Project description:Traumatic brain injury (TBI) leads to a deleterious neuroinflammation, originating from microglial activation. Monitoring microglial activation is an indispensable step to develop therapeutic strategies for TBI. In this study, we evaluated the use of the 18-kDa translocator protein (TSPO) in positron emission tomography (PET) and cellular analysis to monitor microglial activation in a mild TBI mouse model. TBI was induced on male Swiss mice. PET imaging analysis with [18F]FEPPA, a TSPO radiotracer, was performed at 1, 3 and 7 days post-TBI and flow cytometry analysis on brain at 1 and 3 days post-TBI. PET analysis showed no difference in TSPO expression between non-operated, sham-operated and TBI mice.

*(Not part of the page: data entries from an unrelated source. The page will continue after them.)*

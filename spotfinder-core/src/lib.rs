//! Core domain types and client-side state for the spot finder.
//!
//! The [`SpotDirectory`] owns the canonical spot dataset loaded through a
//! [`SpotSource`], derives the filtered view from the active [`Filters`],
//! and tracks the [`ViewMode`] and selected spot. Presentation layers read
//! its state through accessors and subscribe to [`DirectoryEvent`]s.

#![forbid(unsafe_code)]

mod directory;
mod filter;
mod gallery;
pub mod source;
mod spot;
mod taxonomy;
mod view;

#[cfg(any(test, feature = "test-support"))]
pub mod test_support;

pub use directory::{DirectoryEvent, SpotDirectory, SubscriptionId};
pub use filter::{FilterChange, Filters};
pub use gallery::{Gallery, Hero, HeroImage, ResolvedGallery};
pub use source::{SourceError, SpotSource};
pub use spot::{
    Address, Amenity, MAX_TRANQUILITY, Obstacle, Photo, Spot, SpotId, SpotObstacle, Tranquility,
    TranquilityError, bounds_of,
};
pub use taxonomy::{DifficultyLevel, SpotType, SurfaceType, Taxonomies, Taxonomy, TaxonomyEntry};
pub use view::ViewMode;

#[cfg(feature = "store-sqlite")]
pub use source::{
    DEFAULT_PHOTO_BASE_URL, SqliteSpotSource, SqliteSpotSourceConfig, SqliteSpotSourceError,
};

Flow cytometry analysis demonstrated an increase in TSPO expression in ipsilateral brain 3 days post-TBI, especially in microglia, macrophages, lymphocytes and neutrophils. Moreover, microglia represent only 58.3% of TSPO+ cells in the brain. Our results raise the question of the use of TSPO radiotracer to monitor microglial activation after TBI. More broadly, flow cytometry results point the lack of specificity of TSPO for microglia and imply that microglia contribute to the overall increase in TSPO in the brain after TBI, but is not its only contributor.